Barry Banks as Uberto and cast from the Minnesota Opera presentation of the current NYCO production
Photo: Michal Daniel 2006
If the current new production of La donna del Lago is the best NYCO can come up with, they are in worse need for the services of Gerard Mortier than I could have imagined. Granted, the performance I saw was the next to last one in the run and fatigue could explain some of the problems, but others had deeper roots than that. As readers of this blog may know, I’m a big fan of anachronistic stagings. Change the story, alter the characters, even play with the music – it’s fine with me. However, there should be some point to it all. The problem and big question with this Lago is why? Why the rifles with bayonettes? Why is the set dominated by several crumbling brick walls? Where is the lake?

Of course the costumes didn’t help either in that many of the principles were indistinguishable. You see, in Scotland, Elena has three lovers - Malcolm, the young man she loves, sung here by Laura Vlasak Nolen; Rodrigo di dhu, her father’s choice; and Uberto, a stranger who is actually King James V of Scotland the enemy of everyone else. However, with Malcolm being a pants role and the wigs and costumes for Uberto and Rodrigo being so awful it often became hard to tell who was who. The evening often devolved into playing “which butch lesbian is in love with Elena now?” Of course there were some clues, every time Andrew Drost, who sang the role of Rodrigo on this evening, opened his mouth to sing, it became painfully obvious who he was.

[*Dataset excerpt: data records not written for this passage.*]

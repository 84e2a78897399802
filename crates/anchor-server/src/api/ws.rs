//! Relay WebSocket endpoint

use std::net::SocketAddr;
use std::sync::Arc;

use axum::extract::ws::{close_code, CloseFrame, Message, WebSocket};
use axum::extract::{ConnectInfo, Query, State, WebSocketUpgrade};
use axum::http::HeaderMap;
use axum::response::Response;
use futures::{SinkExt, StreamExt};
use serde::Deserialize;
use tokio::sync::mpsc;

use super::client_origin;
use crate::relay::{ChannelHandle, RelaySession, RELAY_CHANNEL_CAPACITY};
use crate::state::CoreState;

#[derive(Debug, Deserialize)]
pub struct WsParams {
    #[serde(rename = "apiKey")]
    api_key: Option<String>,
}

/// WebSocket upgrade handler
///
/// The shared secret travels in the `apiKey` query parameter. Rejected
/// callers are upgraded and immediately closed with a policy-violation code.
pub async fn ws_handler(
    ws: WebSocketUpgrade,
    State(state): State<Arc<CoreState>>,
    Query(params): Query<WsParams>,
    connect_info: Option<ConnectInfo<SocketAddr>>,
    headers: HeaderMap,
) -> Response {
    let origin = client_origin(connect_info.as_ref(), &headers);

    if state
        .authenticate(params.api_key.as_deref(), &origin, "Invalid WS Key")
        .is_err()
    {
        return ws.on_upgrade(refuse);
    }

    tracing::debug!("Relay connection accepted from {}", origin);
    ws.on_upgrade(move |socket| handle_socket(socket, state, origin))
}

async fn refuse(mut socket: WebSocket) {
    let frame = CloseFrame {
        code: close_code::POLICY,
        reason: "Unauthorized".into(),
    };
    let _ = socket.send(Message::Close(Some(frame))).await;
}

/// Drive one authenticated relay connection
async fn handle_socket(socket: WebSocket, state: Arc<CoreState>, origin: String) {
    let (mut sender, mut receiver) = socket.split();
    let (tx, mut rx) = mpsc::channel::<String>(RELAY_CHANNEL_CAPACITY);
    let mut session = RelaySession::new(state, ChannelHandle::new(tx), origin);

    let writer = tokio::spawn(async move {
        while let Some(text) = rx.recv().await {
            if sender.send(Message::Text(text)).await.is_err() {
                tracing::debug!("Client disconnected");
                break;
            }
        }
    });

    while let Some(message) = receiver.next().await {
        match message {
            Ok(Message::Text(text)) => {
                session.handle_text(&text);
            }
            Ok(Message::Close(_)) => break,
            Ok(Message::Binary(_)) => tracing::debug!("Ignoring binary relay frame"),
            Ok(_) => {}
            Err(e) => {
                tracing::debug!("Relay socket error: {}", e);
                break;
            }
        }
    }

    session.close();
    writer.abort();
}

The rest of the performances were serviceable, but far from great. George Manahan was the conductor, but it really seemed nobody's heart was in this as the music dragged along hour after hour. I know it’s popular to complain about the acoustics of the State Theater, but I don’t know if they’re so bad. I could easily here the whining of hearing aids and the laugh-inducing patter of the fake snow thudding against the stage in many scenes. I'm sure there are many charms to the serious operas of Rossini, but you wouldn't know it from this evening. Maybe next time around.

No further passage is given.